Measuring Fractal Dimension ?

Lie Ryan lie.1296 at gmail.com
Tue Jun 23 13:49:07 EDT 2009


Mark Dickinson wrote:
> On Jun 23, 3:52 am, Steven D'Aprano
> <ste... at REMOVE.THIS.cybersource.com.au> wrote:
>> On Mon, 22 Jun 2009 13:43:19 -0500, David C. Ullrich wrote:
>>> In my universe the standard definition of "log" is different froim what
>>> log means in a calculus class
>> Now I'm curious what the difference is.
> 
> It's just the usual argument about whether 'log' means
> log base 10 or log base e (natural log).  At least in the
> US, most[*] calculus texts (and also most calculators),
> for reasons best known to themselves, use 'ln' to mean
> natural log and 'log' to mean log base 10.  But most
> mathematicians use 'log' to mean natural log:  pick up a
> random pure mathematics research paper that has the word
> 'log' in it, and unless it's otherwise qualified, it's
> safe to assume that it means log base e.  (Except in the
> context of algorithmic complexity, where it might well
> mean log base 2 instead...)

I usually use log without explicit base only when the base isn't
relevant in the context (i.e. when whatever sane base you put in it
wouldn't really affect the operations). In algorithmic complexity, a
logarithm's base doesn't affect the growth shape and, like constant
multiplier, is considered irrelevant to the complexity.

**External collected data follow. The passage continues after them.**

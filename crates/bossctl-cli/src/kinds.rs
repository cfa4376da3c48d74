//! The result kinds `bossctl render` understands, with their built-in
//! presentation defaults.

use anyhow::{Context, Result};
use bossctl_format::{CommandDefaults, PresentationSpec, ResultPipeline};
use bossctl_types::models::{
    AdapterInstance, ComponentInstance, Device, PmConfig, PmConfigs, PmGroupConfig, Port,
};
use bossctl_types::{Data, Record, Value};
use clap::ValueEnum;
use serde::Deserialize;
use serde::de::DeserializeOwned;

pub const DEVICE_LIST_FORMAT: &str = "table{{ .Id }}\t{{.Type}}\t{{.Root}}\t{{.ParentId}}\t{{.SerialNumber}}\t{{.AdminState}}\t{{.OperStatus}}\t{{.ConnectStatus}}\t{{.Reason}}";
pub const DEVICE_PORTS_FORMAT: &str =
    "table{{.PortNo}}\t{{.Label}}\t{{.Type}}\t{{.AdminState}}\t{{.OperStatus}}\t{{.DeviceId}}\t{{.Peers}}";
pub const DEVICE_INSPECT_FORMAT: &str = "ID: {{.Id}}
  TYPE:          {{.Type}}
  ROOT:          {{.Root}}
  PARENTID:      {{.ParentId}}
  SERIALNUMBER:  {{.SerialNumber}}
  VLAN:          {{.Vlan}}
  ADMINSTATE:    {{.AdminState}}
  OPERSTATUS:    {{.OperStatus}}
  CONNECTSTATUS: {{.ConnectStatus}}";
pub const ADAPTER_LIST_FORMAT: &str = "table{{ .Id }}\t{{ .Vendor }}\t{{ .Type }}\t{{ .Endpoint }}\t{{ .Version }}\t{{ .CurrentReplica }}\t{{ .TotalReplicas }}\t{{ gosince .LastCommunication}}";
pub const COMPONENT_LIST_FORMAT: &str = "table{{.Namespace}}\t{{.Id}}\t{{.Name}}\t{{.Component}}\t{{.Version}}\t{{.Ready}}\t{{.Restarts}}\t{{.Status}}\t{{gosince .StartTime}}";
pub const PMCONFIG_GET_FORMAT: &str = "table{{.DefaultFreq}}\t{{.Grouped}}\t{{.FreqOverride}}";
pub const PMCONFIG_METRIC_LIST_FORMAT: &str =
    "table{{.Name}}\t{{.Type}}\t{{.Enabled}}\t{{.SampleFreq}}";
pub const PMCONFIG_GROUP_LIST_FORMAT: &str = "table{{.GroupName}}\t{{.Enabled}}\t{{.GroupFreq}}";
pub const RAW_FORMAT: &str = "{{json .}}";

#[derive(Debug, Clone, Copy, PartialEq, Eq, ValueEnum)]
pub enum ResultKind {
    DeviceList,
    DevicePorts,
    DeviceInspect,
    AdapterList,
    ComponentList,
    DevicePmconfigGet,
    DevicePmconfigMetricList,
    DevicePmconfigGroupList,
    Raw,
}

impl ResultKind {
    /// Configuration key of this kind, e.g. `device-list`.
    pub fn command_name(&self) -> &'static str {
        match self {
            ResultKind::DeviceList => "device-list",
            ResultKind::DevicePorts => "device-ports",
            ResultKind::DeviceInspect => "device-inspect",
            ResultKind::AdapterList => "adapter-list",
            ResultKind::ComponentList => "component-list",
            ResultKind::DevicePmconfigGet => "device-pmconfig-get",
            ResultKind::DevicePmconfigMetricList => "device-pmconfig-metric-list",
            ResultKind::DevicePmconfigGroupList => "device-pmconfig-group-list",
            ResultKind::Raw => "raw",
        }
    }

    /// Built-in format, order, name column and quiet column of this kind.
    pub fn defaults(&self) -> CommandDefaults {
        let name = self.command_name();
        match self {
            ResultKind::DeviceList => {
                CommandDefaults::new(name, DEVICE_LIST_FORMAT).with_name_field("Id")
            }
            ResultKind::DevicePorts => CommandDefaults::new(name, DEVICE_PORTS_FORMAT)
                .with_name_field("Label")
                .with_quiet_field("PortNo"),
            ResultKind::DeviceInspect => {
                CommandDefaults::new(name, DEVICE_INSPECT_FORMAT).with_name_field("Id")
            }
            ResultKind::AdapterList => {
                CommandDefaults::new(name, ADAPTER_LIST_FORMAT).with_name_field("Id")
            }
            ResultKind::ComponentList => {
                CommandDefaults::new(name, COMPONENT_LIST_FORMAT).with_quiet_field("Name")
            }
            ResultKind::DevicePmconfigGet => {
                CommandDefaults::new(name, PMCONFIG_GET_FORMAT).with_name_field("Id")
            }
            ResultKind::DevicePmconfigMetricList => {
                CommandDefaults::new(name, PMCONFIG_METRIC_LIST_FORMAT).with_quiet_field("Name")
            }
            ResultKind::DevicePmconfigGroupList => {
                CommandDefaults::new(name, PMCONFIG_GROUP_LIST_FORMAT)
                    .with_name_field("GroupName")
                    .with_quiet_field("GroupName")
            }
            ResultKind::Raw => CommandDefaults::new(name, RAW_FORMAT),
        }
    }

    /// Decode `input` (JSON) as this kind's result and render it.
    pub fn render(
        &self,
        input: &str,
        pipeline: &ResultPipeline,
        spec: &PresentationSpec,
    ) -> Result<String> {
        match self {
            ResultKind::DeviceList => render_list::<Device>(input, pipeline, spec),
            ResultKind::DevicePorts => render_list::<Port>(input, pipeline, spec),
            ResultKind::AdapterList => render_list::<AdapterInstance>(input, pipeline, spec),
            ResultKind::ComponentList => render_list::<ComponentInstance>(input, pipeline, spec),
            ResultKind::DeviceInspect => render_one::<Device>(input, pipeline, spec),
            ResultKind::DevicePmconfigGet => render_one::<PmConfigs>(input, pipeline, spec),
            ResultKind::DevicePmconfigMetricList => {
                let configs: PmConfigs = decode(input)?;
                Ok(pipeline.render::<PmConfig>(&Data::Many(configs.metrics), spec)?)
            }
            ResultKind::DevicePmconfigGroupList => {
                let configs: PmConfigs = decode(input)?;
                Ok(pipeline.render::<PmGroupConfig>(&Data::Many(configs.groups), spec)?)
            }
            ResultKind::Raw => Ok(pipeline.render(&raw_data(input)?, spec)?),
        }
    }
}

/// A list response: either a bare array or the `{"items": [...]}` envelope.
#[derive(Deserialize)]
#[serde(untagged)]
enum ListInput<T> {
    Bare(Vec<T>),
    Envelope { items: Vec<T> },
}

impl<T> ListInput<T> {
    fn into_items(self) -> Vec<T> {
        match self {
            ListInput::Bare(items) | ListInput::Envelope { items } => items,
        }
    }
}

fn decode<T: DeserializeOwned>(input: &str) -> Result<T> {
    serde_json::from_str(input).context("Failed to parse input as JSON")
}

fn render_list<R>(input: &str, pipeline: &ResultPipeline, spec: &PresentationSpec) -> Result<String>
where
    R: Record + DeserializeOwned,
{
    let items = decode::<ListInput<R>>(input)?.into_items();
    Ok(pipeline.render(&Data::Many(items), spec)?)
}

fn render_one<R>(input: &str, pipeline: &ResultPipeline, spec: &PresentationSpec) -> Result<String>
where
    R: Record + DeserializeOwned,
{
    let record = decode::<R>(input)?;
    Ok(pipeline.render(&Data::One(record), spec)?)
}

fn raw_data(input: &str) -> Result<Data<Value>> {
    let json: serde_json::Value = decode(input)?;
    Ok(match Value::from(json) {
        Value::List(items) => Data::Many(items),
        other => Data::One(other),
    })
}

> Python also suffers a bit from this confusion:  the
> Decimal class defines methods 'ln' and 'log10', while
> the math module and cmath modules define 'log' and
> 'log10'.  

In fact, in the Decimal class there is no log to an arbitrary base.

> (But the Decimal module has other problems,
> like claiming that 0**0 is undefined while
> infinity**0 is 1.)

Well, in math inf**0 is undefined. Since python is programming language,
and in language standards it is well accepted that undefined behavior
means implementations can do anything they like including returning 0,
1, 42, or even spitting errors, that doesn't make python non-conforming
implementation.

A more serious argument: in IEEE 745 float, inf**0 is 1. Mathematic
operation in python is mostly a wrapper for the underlying C library's
sense of math.

> [*] A notable exception is Michael Spivak's 'Calculus', which also
> happens to be the book I learnt calculus from many years ago.